Ayşe Betül Gedikoğlu
22 Octobre 2019•Mise à jour: 22 Octobre 2019
AA - Ankara
"Le PKK n’a pas de place dans l’avenir de la Syrie", a déclaré le Président de la République de Turquie, Recep Tayyip Erdogan.
Erdogan animait, mardi, une conférence de presse à l’aéroport Esenboga d'Ankara, avant son départ vers la ville russe, Sotchi.
Il a dans un premier temps affirmé que la Turquie et la Russie sont d'accord concernant la lutte contre toute forme de terrorisme.
"Le PKK/YPG n'a pas de place dans l'avenir de la Syrie, a-t-il affirmé. Nous espérons libérer notre région du fléau terroriste en coopération avec la Russie."
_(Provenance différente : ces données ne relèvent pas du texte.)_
//! A CHIP-8 virtual machine.
//!
//! ## Design
//!
//! * the machine is one owned [`MachineState`]; nothing global
//! * the interpreter runs one instruction per step and never blocks; FX0A
//!   parks the machine in an explicit key-wait state instead
//! * the frame scheduler runs `clock_speed / 60` steps per tick, then counts
//!   the timers down and reports whether the screen needs redrawing
//! * display, input and audio sit behind traits, so the core doesn't know or
//!   care that the default host is a terminal
//! * quirks where interpreters historically disagree are configuration, not
//!   guesses
//!
//! Model
//!
//! Emulator (60Hz host loop)
//!  |-- display, input, sound
//!  |-- frame scheduler(config)
//!  `-- interpreter(config)
//!       |-- machine state: memory(font, program), registers, stack, timers,
//!       |   keys, framebuffer
//!       |-- decoder: opcode -> instruction
//!       `-- trace sink(config)
pub mod config;
pub mod display;
pub mod emulator;
pub mod error;
pub mod framebuffer;
pub mod input;
pub mod instruction;
pub mod interpreter;
pub mod machine;
pub mod memory;
pub mod scheduler;
pub mod sound;
pub mod trace;

pub use config::{Config, Quirks};
pub use error::{Chip8Error, Result};
pub use framebuffer::Framebuffer;
pub use input::HostEvent;
pub use instruction::Instruction;
pub use interpreter::{Chip8Interpreter, Step};
pub use machine::{MachineState, RunState, WaitState};
pub use scheduler::{Frame, FrameScheduler};
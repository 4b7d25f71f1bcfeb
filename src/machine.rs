//! # machine state
//!
//! Everything the interpreter mutates lives in one owned [`MachineState`]:
//!  * 4K of memory, font at 0x000 and the program at 0x200
//!  * V0-VF, with VF doubling as the carry/borrow/collision flag
//!  * I, kept at 16 bits; only the low 12 reach memory
//!  * PC, starting at 0x200
//!  * a 12-deep return address stack
//!  * delay and sound timers, counted down at 60Hz by the scheduler
//!  * a 16-slot snapshot of which keys are down
//!  * the 64x32 framebuffer and its redraw flag
use crate::error::{Chip8Error, Result};
use crate::framebuffer::Framebuffer;
use crate::memory::{Chip8Memory, PROGRAM_ADDR};
use log::info;

pub const REGISTER_COUNT: usize = 16;
pub const KEY_COUNT: usize = 16;
pub const STACK_DEPTH: usize = 12;

/// Bounded return address stack; push and pop say when they can't.
#[derive(Debug, Clone, Default)]
pub struct CallStack {
    slots: [u16; STACK_DEPTH],
    len: usize,
}

impl CallStack {
    pub fn push(&mut self, addr: u16) -> std::result::Result<(), u16> {
        if self.len == STACK_DEPTH {
            return Err(addr);
        }
        self.slots[self.len] = addr;
        self.len += 1;
        Ok(())
    }

    pub fn pop(&mut self) -> Option<u16> {
        if self.len == 0 {
            return None;
        }
        self.len -= 1;
        Some(self.slots[self.len])
    }

    pub fn len(&self) -> usize {
        self.len
    }

    pub fn is_empty(&self) -> bool {
        self.len == 0
    }

    /// stacked return addresses, oldest first
    pub fn as_slice(&self) -> &[u16] {
        &self.slots[..self.len]
    }
}

#[derive(Debug, Clone, Copy, PartialEq, Eq)]
pub enum RunState {
    Running,
    Paused,
    Halted,
}

/// Whether the program is parked on FX0A.
#[derive(Debug, Clone, Copy, PartialEq, Eq)]
pub enum WaitState {
    Ready,
    WaitingForKey { register: usize },
}

pub struct MachineState {
    pub(crate) memory: Chip8Memory,
    pub(crate) v: [u8; REGISTER_COUNT],
    pub(crate) i: u16,
    pub(crate) pc: u16,
    pub(crate) stack: CallStack,
    pub(crate) delay_timer: u8,
    pub(crate) sound_timer: u8,
    pub(crate) keys: [bool; KEY_COUNT],
    pub(crate) display: Framebuffer,
    pub(crate) redraw: bool,
    pub(crate) run_state: RunState,
    pub(crate) wait: WaitState,
}

impl MachineState {
    /// fresh machine with the font in place and `image` loaded at 0x200
    pub fn new(image: &[u8]) -> Result<Self> {
        let mut memory = Chip8Memory::new();
        memory.load_program(image)?;
        info!("Loaded program [size: {}]", image.len());
        Ok(MachineState {
            memory,
            v: [0; REGISTER_COUNT],
            i: 0,
            pc: PROGRAM_ADDR,
            stack: CallStack::default(),
            delay_timer: 0,
            sound_timer: 0,
            keys: [false; KEY_COUNT],
            display: Framebuffer::new(),
            redraw: false,
            run_state: RunState::Running,
            wait: WaitState::Ready,
        })
    }

    pub fn v(&self, register: usize) -> u8 {
        self.v[register & 0xf]
    }

    pub fn registers(&self) -> &[u8; REGISTER_COUNT] {
        &self.v
    }

    pub fn i(&self) -> u16 {
        self.i
    }

    pub fn pc(&self) -> u16 {
        self.pc
    }

    pub fn stack(&self) -> &CallStack {
        &self.stack
    }

    pub fn memory(&self) -> &Chip8Memory {
        &self.memory
    }

    pub fn delay_timer(&self) -> u8 {
        self.delay_timer
    }

    pub fn sound_timer(&self) -> u8 {
        self.sound_timer
    }

    /// audio boundary: the tone should be playing
    pub fn sound_active(&self) -> bool {
        self.sound_timer > 0
    }

    pub fn framebuffer(&self) -> &Framebuffer {
        &self.display
    }

    pub fn redraw_pending(&self) -> bool {
        self.redraw
    }

    pub fn run_state(&self) -> RunState {
        self.run_state
    }

    pub fn wait_state(&self) -> WaitState {
        self.wait
    }

    pub fn key(&self, key: usize) -> bool {
        self.keys[key & 0xf]
    }

    /// host input: apply a key-down/key-up for one of the 16 logical keys
    pub fn set_key(&mut self, key: usize, down: bool) {
        self.keys[key & 0xf] = down;
    }

    pub fn release_all_keys(&mut self) {
        self.keys = [false; KEY_COUNT];
    }

    /// lowest numbered key currently held
    pub fn first_key_down(&self) -> Option<u8> {
        self.keys.iter().position(|k| *k).map(|k| k as u8)
    }

    /// flip between running and paused; a halted machine stays halted
    pub fn toggle_pause(&mut self) {
        self.run_state = match self.run_state {
            RunState::Running => {
                info!("===PAUSED===");
                RunState::Paused
            }
            RunState::Paused => {
                info!("===RUNNING===");
                RunState::Running
            }
            RunState::Halted => RunState::Halted,
        };
    }

    pub fn halt(&mut self) {
        if self.run_state != RunState::Halted {
            info!("===HALTED===");
        }
        self.run_state = RunState::Halted;
    }

    /// count both timers down by one, stopping at zero
    pub fn decrement_timers(&mut self) {
        self.delay_timer = self.delay_timer.saturating_sub(1);
        self.sound_timer = self.sound_timer.saturating_sub(1);
    }

    /// hand the redraw flag to the caller and clear it
    pub(crate) fn take_redraw(&mut self) -> bool {
        std::mem::replace(&mut self.redraw, false)
    }

    pub(crate) fn push_return(&mut self, addr: u16, at: u16) -> Result<()> {
        self.stack
            .push(addr)
            .map_err(|_| Chip8Error::StackOverflow { pc: at })
    }

    pub(crate) fn pop_return(&mut self, at: u16) -> Result<u16> {
        self.stack
            .pop()
            .ok_or(Chip8Error::StackUnderflow { pc: at })
    }
}
use crate::error::{Chip8Error, Result};

// NB. addresses are u16 as per the chip-8; lengths are usize to stop endless casting

/// how much RAM we have
pub const RAM_SIZE_BYTES: usize = 4096;

/// where the program is loaded
pub const PROGRAM_ADDR: u16 = 0x0200;

/// biggest program image that fits between PROGRAM_ADDR and the top of RAM
pub const MAX_PROGRAM_BYTES: usize = RAM_SIZE_BYTES - PROGRAM_ADDR as usize;

/// where the hex digit glyphs live; glyph `g` starts at `FONT_ADDR + 5 * g`
pub const FONT_ADDR: u16 = 0x000;
pub const FONT_GLYPH_BYTES: u16 = 5;

const ADDR_MASK: u16 = 0x0fff;

/// Represents the flat, byte-addressable store of the machine.
///
/// `read_byte`, `write_byte`, `get_word` and `write` take every address modulo
/// the size of RAM, so a stray index register can never reach outside the
/// store. The raw slices don't wrap.
pub trait MemoryMap {
    /// get a r/w slice of the underlying memory; `addr..addr + len` must lie
    /// inside RAM
    fn get_rw_slice(&mut self, addr: u16, len: usize) -> &mut [u8];

    /// get a r/o slice of the underlying memory; `addr..addr + len` must lie
    /// inside RAM
    fn get_ro_slice(&self, addr: u16, len: usize) -> &[u8];

    fn read_byte(&self, addr: u16) -> u8 {
        self.get_ro_slice(addr & ADDR_MASK, 1)[0]
    }

    fn write_byte(&mut self, addr: u16, value: u8) {
        self.get_rw_slice(addr & ADDR_MASK, 1)[0] = value;
    }

    /// get a big-endian two-byte word (opcode fetch)
    fn get_word(&self, addr: u16) -> u16 {
        u16::from_be_bytes([self.read_byte(addr), self.read_byte(addr.wrapping_add(1))])
    }

    /// write a chunk of bytes starting at `addr`, wrapping at the top of RAM
    fn write(&mut self, addr: u16, data: &[u8]) {
        for (offset, byte) in data.iter().enumerate() {
            self.write_byte(addr.wrapping_add(offset as u16), *byte);
        }
    }
}

/// The 4K CHIP-8 memory map:
///   0x0000-0x004f  font glyphs (0-F)
///   0x0050-0x01ff  reserved for the interpreter, left zeroed
///   0x0200-0x0fff  program
pub struct Chip8Memory {
    bytes: Box<[u8]>,
}

impl MemoryMap for Chip8Memory {
    fn get_rw_slice(&mut self, addr: u16, len: usize) -> &mut [u8] {
        let a = addr as usize;
        &mut self.bytes[a..(a + len)]
    }
    fn get_ro_slice(&self, addr: u16, len: usize) -> &[u8] {
        let a = addr as usize;
        &self.bytes[a..(a + len)]
    }
}

impl Chip8Memory {
    /// zeroed RAM with the font baked in below the program area
    pub fn new() -> Self {
        let mut mm = Chip8Memory {
            bytes: vec![0u8; RAM_SIZE_BYTES].into_boxed_slice(),
        };
        mm.write(FONT_ADDR, &CHIP8_FONT);
        mm
    }

    /// copy a raw program image in at 0x200, refusing anything that can't fit
    pub fn load_program(&mut self, image: &[u8]) -> Result<()> {
        if image.len() > MAX_PROGRAM_BYTES {
            return Err(Chip8Error::ImageTooLarge {
                size: image.len(),
                max: MAX_PROGRAM_BYTES,
            });
        }
        self.get_rw_slice(PROGRAM_ADDR, image.len())
            .copy_from_slice(image);
        Ok(())
    }
}

impl Default for Chip8Memory {
    fn default() -> Self {
        Self::new()
    }
}

const CHIP8_FONT: [u8; 80] = [
    0xF0, 0x90, 0x90, 0x90, 0xF0, // 0
    0x20, 0x60, 0x20, 0x20, 0x70, // 1
    0xF0, 0x10, 0xF0, 0x80, 0xF0, // 2
    0xF0, 0x10, 0xF0, 0x10, 0xF0, // 3
    0x90, 0x90, 0xF0, 0x10, 0x10, // 4
    0xF0, 0x80, 0xF0, 0x10, 0xF0, // 5
    0xF0, 0x80, 0xF0, 0x90, 0xF0, // 6
    0xF0, 0x10, 0x20, 0x40, 0x40, // 7
    0xF0, 0x90, 0xF0, 0x90, 0xF0, // 8
    0xF0, 0x90, 0xF0, 0x10, 0xF0, // 9
    0xF0, 0x90, 0xF0, 0x90, 0x90, // A
    0xE0, 0x90, 0xE0, 0x90, 0xE0, // B
    0xF0, 0x80, 0x80, 0x80, 0xF0, // C
    0xE0, 0x90, 0x90, 0x90, 0xE0, // D
    0xF0, 0x80, 0xF0, 0x80, 0xF0, // E
    0xF0, 0x80, 0xF0, 0x80, 0x80, // F
];

#[cfg(test)]
mod tests {
    use super::*;

    #[test]
    fn test_memory_zeroed() {
        let m = Chip8Memory::new();
        // NB. memory is zeroed from 0x50 because before that we bake in the font
        assert_eq!(m.bytes[0x50..], [0; 0xfb0]);
    }

    #[test]
    fn test_font_glyphs() {
        let m = Chip8Memory::new();
        // glyph 1
        assert_eq!(m.get_ro_slice(5, 5), &[0x20, 0x60, 0x20, 0x20, 0x70]);
        // glyph F
        assert_eq!(
            m.get_ro_slice(FONT_GLYPH_BYTES * 0xf, 5),
            &[0xF0, 0x80, 0xF0, 0x80, 0x80]
        );
    }

    #[test]
    fn test_write_slice_ok() {
        let mut dst = Chip8Memory::new();
        dst.write(0x308, &[0, 1, 2, 3, 4, 5, 6, 7]);
        assert_eq!(
            dst.bytes[0x300..0x310],
            [0, 0, 0, 0, 0, 0, 0, 0, 0, 1, 2, 3, 4, 5, 6, 7]
        );
    }

    #[test]
    fn test_read_word() {
        let mut m = Chip8Memory::new();
        m.write(0x300, &[0, 1, 2, 3, 4, 5, 6, 7]);
        assert_eq!(m.get_word(0x304), 0x0405);
    }

    #[test]
    fn test_addresses_wrap_at_top_of_ram() {
        let mut m = Chip8Memory::new();
        m.write(0x0fff, &[0xaa, 0xbb]);
        assert_eq!(m.read_byte(0x0fff), 0xaa);
        assert_eq!(m.read_byte(0x0000), 0xbb);
        assert_eq!(m.get_word(0x0fff), 0xaabb);
        // upper nibble of a 16-bit address is ignored
        assert_eq!(m.read_byte(0x1fff), 0xaa);
    }

    #[test]
    fn test_slices_stop_at_top_of_ram() {
        let mut m = Chip8Memory::new();
        m.write(0x0ffe, &[0x12, 0x34]);
        assert_eq!(m.get_ro_slice(0x0ffe, 2), &[0x12, 0x34]);
        assert_eq!(m.get_rw_slice(0x0fff, 1), &mut [0x34]);
    }

    #[test]
    #[should_panic]
    fn test_slice_past_top_of_ram_panics() {
        let m = Chip8Memory::new();
        m.get_ro_slice(0x0fff, 2);
    }

    #[test]
    fn test_program_load_ok() -> Result<()> {
        let mut dst = Chip8Memory::new();
        let prog: &[u8] = &[0x00, 0xe0]; // clear screen
        dst.load_program(prog)?;
        assert_eq!(dst.get_ro_slice(0x200, 2), &[0x00, 0xe0]);
        Ok(())
    }

    #[test]
    fn test_program_load_fills_ram_exactly() -> Result<()> {
        let mut dst = Chip8Memory::new();
        dst.load_program(&[0x12; MAX_PROGRAM_BYTES])?;
        assert_eq!(dst.read_byte(0x0fff), 0x12);
        Ok(())
    }

    #[test]
    fn test_program_too_large() {
        let mut dst = Chip8Memory::new();
        let err = dst.load_program(&[0; MAX_PROGRAM_BYTES + 1]).unwrap_err();
        assert!(matches!(
            err,
            Chip8Error::ImageTooLarge {
                size: 3585,
                max: 3584
            }
        ));
        // nothing was written
        assert_eq!(dst.read_byte(0x200), 0);
    }
}
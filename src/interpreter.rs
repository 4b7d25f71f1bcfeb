//! # interpreter
//!
//! One call to [`Chip8Interpreter::step`] is one fetch/decode/execute cycle:
//!  1. fetch the big-endian word at PC
//!  2. move PC on by 2, so jumps and calls land on absolute targets
//!  3. decode into an [`Instruction`] and dispatch on its top nibble, with a
//!     second look at N (0x8) or NN (0x0, 0xE, 0xF) for the grouped opcodes
//!  4. hand the result to the trace sink, if there is one
//!
//! Unknown opcodes do nothing. Stack faults halt the machine and come back as
//! errors with PC still pointing at the offending instruction. FX0A with no
//! key down parks the machine in [`WaitState::WaitingForKey`]; later steps
//! check the keys again and finish the instruction once one is down.
use crate::config::{Config, Quirks};
use crate::error::Result;
use crate::framebuffer::{DISPLAY_HEIGHT, DISPLAY_WIDTH};
use crate::input::HostEvent;
use crate::instruction::Instruction;
use crate::machine::{MachineState, RunState, WaitState};
use crate::memory::{MemoryMap, FONT_ADDR, FONT_GLYPH_BYTES};
use crate::trace::{LogTrace, TraceSink};
use log::{debug, error};
use rand::rngs::StdRng;
use rand::{Rng, SeedableRng};

/// What a single step did.
#[derive(Debug, Clone, Copy, PartialEq, Eq)]
pub enum Step {
    Executed,
    /// parked on FX0A until a key is down
    WaitingForKey,
    /// paused or halted; nothing ran
    Idle,
}

pub struct Chip8Interpreter {
    state: MachineState,
    quirks: Quirks,
    rng: StdRng,
    trace: Option<Box<dyn TraceSink>>,
}

impl Chip8Interpreter {
    /// load a chip8 program and get ready to run it from 0x200
    pub fn new(image: &[u8], config: &Config) -> Result<Chip8Interpreter> {
        let rng = match config.seed {
            Some(seed) => StdRng::seed_from_u64(seed),
            None => StdRng::from_entropy(),
        };
        let trace: Option<Box<dyn TraceSink>> = if config.trace {
            Some(Box::new(LogTrace))
        } else {
            None
        };
        Ok(Chip8Interpreter {
            state: MachineState::new(image)?,
            quirks: config.quirks,
            rng,
            trace,
        })
    }

    /// swap in a different trace sink, or none
    pub fn set_trace(&mut self, sink: Option<Box<dyn TraceSink>>) {
        self.trace = sink;
    }

    pub fn state(&self) -> &MachineState {
        &self.state
    }

    pub(crate) fn state_mut(&mut self) -> &mut MachineState {
        &mut self.state
    }

    /// apply one host input event to the machine
    pub fn handle_event(&mut self, event: HostEvent) {
        match event {
            HostEvent::KeyDown(key) => self.state.set_key(key as usize, true),
            HostEvent::KeyUp(key) => self.state.set_key(key as usize, false),
            HostEvent::TogglePause => {
                // nothing stays held across a pause
                self.state.toggle_pause();
                self.state.release_all_keys();
            }
            HostEvent::Quit => self.state.halt(),
        }
    }

    /// run one instruction
    pub fn step(&mut self) -> Result<Step> {
        if self.state.run_state != RunState::Running {
            return Ok(Step::Idle);
        }
        if let WaitState::WaitingForKey { .. } = self.state.wait {
            let addr = self.state.pc;
            if !self.resume_if_key() {
                return Ok(Step::WaitingForKey);
            }
            // the FX0A only finishes now, so this is where it gets traced
            if let Some(sink) = self.trace.as_mut() {
                let inst = Instruction::decode(self.state.memory.get_word(addr));
                sink.record(addr, &inst, &self.state);
            }
            return Ok(Step::Executed);
        }

        let addr = self.state.pc;
        let inst = Instruction::decode(self.state.memory.get_word(addr));
        self.state.pc = addr.wrapping_add(2);

        if let Err(e) = self.execute(&inst, addr) {
            // leave PC on the instruction that faulted
            self.state.pc = addr;
            error!("{} [opcode: {:04X}]", e, inst.opcode);
            self.state.halt();
            return Err(e);
        }

        if let Some(sink) = self.trace.as_mut() {
            sink.record(addr, &inst, &self.state);
        }

        Ok(match self.state.wait {
            WaitState::Ready => Step::Executed,
            WaitState::WaitingForKey { .. } => Step::WaitingForKey,
        })
    }

    /// finish a pending FX0A if any key is down: the lowest one lands in the
    /// target register and PC moves past the FX0A
    pub fn resume_if_key(&mut self) -> bool {
        let register = match self.state.wait {
            WaitState::WaitingForKey { register } => register,
            WaitState::Ready => return false,
        };
        match self.state.first_key_down() {
            Some(key) => {
                self.state.v[register] = key;
                self.state.pc = self.state.pc.wrapping_add(2);
                self.state.wait = WaitState::Ready;
                debug!("Key wait over [key: {:X}] [V{:X}]", key, register);
                true
            }
            None => false,
        }
    }

    fn execute(&mut self, inst: &Instruction, addr: u16) -> Result<()> {
        let (x, y) = (inst.x, inst.y);
        match inst.group() {
            0x0 => match inst.imm {
                // 00E0
                0xe0 => {
                    self.state.display.clear();
                    self.state.redraw = true;
                }
                // 00EE
                0xee => self.state.pc = self.state.pop_return(addr)?,
                // 0NNN machine code routines aren't supported
                _ => {}
            },
            // 1NNN
            0x1 => self.state.pc = inst.addr,
            // 2NNN
            0x2 => {
                let ret = self.state.pc;
                self.state.push_return(ret, addr)?;
                self.state.pc = inst.addr;
            }
            // 3XNN
            0x3 => self.skip_if(self.state.v[x] == inst.imm),
            // 4XNN
            0x4 => self.skip_if(self.state.v[x] != inst.imm),
            // 5XY0
            0x5 => self.skip_if(self.state.v[x] == self.state.v[y]),
            // 6XNN
            0x6 => self.state.v[x] = inst.imm,
            // 7XNN, no carry flag
            0x7 => self.state.v[x] = self.state.v[x].wrapping_add(inst.imm),
            0x8 => self.alu(inst),
            // 9XY0
            0x9 => self.skip_if(self.state.v[x] != self.state.v[y]),
            // ANNN
            0xa => self.state.i = inst.addr,
            // BNNN
            0xb => self.state.pc = u16::from(self.state.v[0]) + inst.addr,
            // CXNN
            0xc => self.state.v[x] = self.rng.gen::<u8>() & inst.imm,
            // DXYN
            0xd => self.draw(inst),
            0xe => {
                let down = self.state.key(usize::from(self.state.v[x] & 0xf));
                match inst.imm {
                    // EX9E
                    0x9e => self.skip_if(down),
                    // EXA1
                    0xa1 => self.skip_if(!down),
                    _ => {}
                }
            }
            0xf => self.misc(inst, addr),
            _ => unreachable!("opcode group is a nibble"),
        }
        Ok(())
    }

    fn skip_if(&mut self, cond: bool) {
        if cond {
            self.state.pc = self.state.pc.wrapping_add(2);
        }
    }

    /// 8XYN register to register arithmetic. VF is written before VX, and VX
    /// is recomputed from the registers afterwards
    fn alu(&mut self, inst: &Instruction) {
        let (x, y) = (inst.x, inst.y);
        let v = &mut self.state.v;
        match inst.nibble {
            0x0 => v[x] = v[y],
            0x1 => v[x] |= v[y],
            0x2 => v[x] &= v[y],
            0x3 => v[x] ^= v[y],
            0x4 => {
                v[0xf] = u8::from(u16::from(v[x]) + u16::from(v[y]) > 0xff);
                v[x] = v[x].wrapping_add(v[y]);
            }
            0x5 => {
                v[0xf] = u8::from(v[y] <= v[x]);
                v[x] = v[x].wrapping_sub(v[y]);
            }
            0x6 => {
                if self.quirks.shift_uses_vy {
                    v[x] = v[y];
                }
                v[0xf] = v[x] & 0x1;
                v[x] >>= 1;
            }
            0x7 => {
                v[0xf] = u8::from(v[x] <= v[y]);
                v[x] = v[y].wrapping_sub(v[x]);
            }
            0xe => {
                if self.quirks.shift_uses_vy {
                    v[x] = v[y];
                }
                v[0xf] = (v[x] >> 7) & 0x1;
                v[x] <<= 1;
            }
            _ => {}
        }
    }

    /// DXYN: XOR an 8xN sprite from I onto the screen at (VX, VY). the origin
    /// wraps, the sprite itself clips at the right and bottom edges
    fn draw(&mut self, inst: &Instruction) {
        let x0 = usize::from(self.state.v[inst.x]) % DISPLAY_WIDTH;
        let y0 = usize::from(self.state.v[inst.y]) % DISPLAY_HEIGHT;
        self.state.v[0xf] = 0;

        for row in 0..usize::from(inst.nibble) {
            let y = y0 + row;
            if y >= DISPLAY_HEIGHT {
                break;
            }
            let sprite = self
                .state
                .memory
                .read_byte(self.state.i.wrapping_add(row as u16));
            for col in 0..8 {
                let x = x0 + col;
                if x >= DISPLAY_WIDTH {
                    break;
                }
                let bit = sprite & (0x80 >> col) != 0;
                if self.state.display.toggle(x, y, bit) {
                    self.state.v[0xf] = 1;
                }
            }
        }

        self.state.redraw = true;
    }

    /// FXNN timers, keys, index register and bulk memory transfers
    fn misc(&mut self, inst: &Instruction, addr: u16) {
        let x = inst.x;
        match inst.imm {
            // FX07
            0x07 => self.state.v[x] = self.state.delay_timer,
            // FX0A
            0x0a => match self.state.first_key_down() {
                Some(key) => self.state.v[x] = key,
                None => {
                    self.state.pc = addr;
                    self.state.wait = WaitState::WaitingForKey { register: x };
                    debug!("Waiting for key [V{:X}]", x);
                }
            },
            // FX15
            0x15 => self.state.delay_timer = self.state.v[x],
            // FX18
            0x18 => self.state.sound_timer = self.state.v[x],
            // FX1E
            0x1e => {
                let i = self.state.i.wrapping_add(u16::from(self.state.v[x]));
                self.state.i = i;
                if self.quirks.index_add_sets_vf {
                    self.state.v[0xf] = u8::from(i > 0x0fff);
                }
            }
            // FX29, only the low nibble picks the glyph
            0x29 => {
                self.state.i = FONT_ADDR + u16::from(self.state.v[x] & 0xf) * FONT_GLYPH_BYTES
            }
            // FX33
            0x33 => {
                let value = self.state.v[x];
                let i = self.state.i;
                self.state
                    .memory
                    .write(i, &[value / 100, (value / 10) % 10, value % 10]);
            }
            // FX55, I is left alone
            0x55 => {
                let i = self.state.i;
                let regs = self.state.v;
                self.state.memory.write(i, &regs[..=x]);
            }
            // FX65, I is left alone
            0x65 => {
                let i = self.state.i;
                for offset in 0..=x {
                    self.state.v[offset] = self.state.memory.read_byte(i.wrapping_add(offset as u16));
                }
            }
            _ => {}
        }
    }
}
Le Président turc a réitéré encore une fois que si les États-Unis ne tiennent pas leurs promesses [quant au retrait des terroristes de la zone d’opération], la Turquie reprendra son opération Source de Paix, et ce, "avec une plus grande détermination".
Affirmant que l’opération Source de Paix a, jusqu'à maintenant, permis de nettoyer 2 200 km2, Erdogan a ajouté : "160 zones d'habitation ont notamment été pris sous contrôle."
"En outre, 700-800 éléments (du YPG/PKK) se sont retirés, 1 200-1 300 autres sont en cours de retrait. Nous suivons de près la situation", a-t-il poursuivi.
Le Président a ensuite indiqué que depuis le début de l’opération, soit depuis le 9 octobre, "775 terroristes ont été neutralisés; 7 soldats turcs, 79 membres frères de l'Armée nationale syrienne et 20 citoyens turcs civils sont tombés en martyr lors des attaques de l'organisation terroriste".
Concernant la demande du Président français, Emmanuel Macron, relative à la "prolongation" des 120 heures de suspension, Erdogan a déclaré : "aucune demande ne m’est parvenue de la part de Macron. Il discute de ces choses plutôt avec les terroristes."
À propos d’une éventuelle rencontre avec le Premier ministre britannique, Boris Johnson, la Chancelière allemande, Angela Merkel et le Président français, Emmanuel Macron, Erdogan a déclaré : "nous avons estimé, lors d'un entretien avec Johnson, qu'une réunion pourrait être tenue avec Macron et Merkel, avant ou après le Sommet de l'Organisation du Traité de l'Atlantique Nord (OTAN)."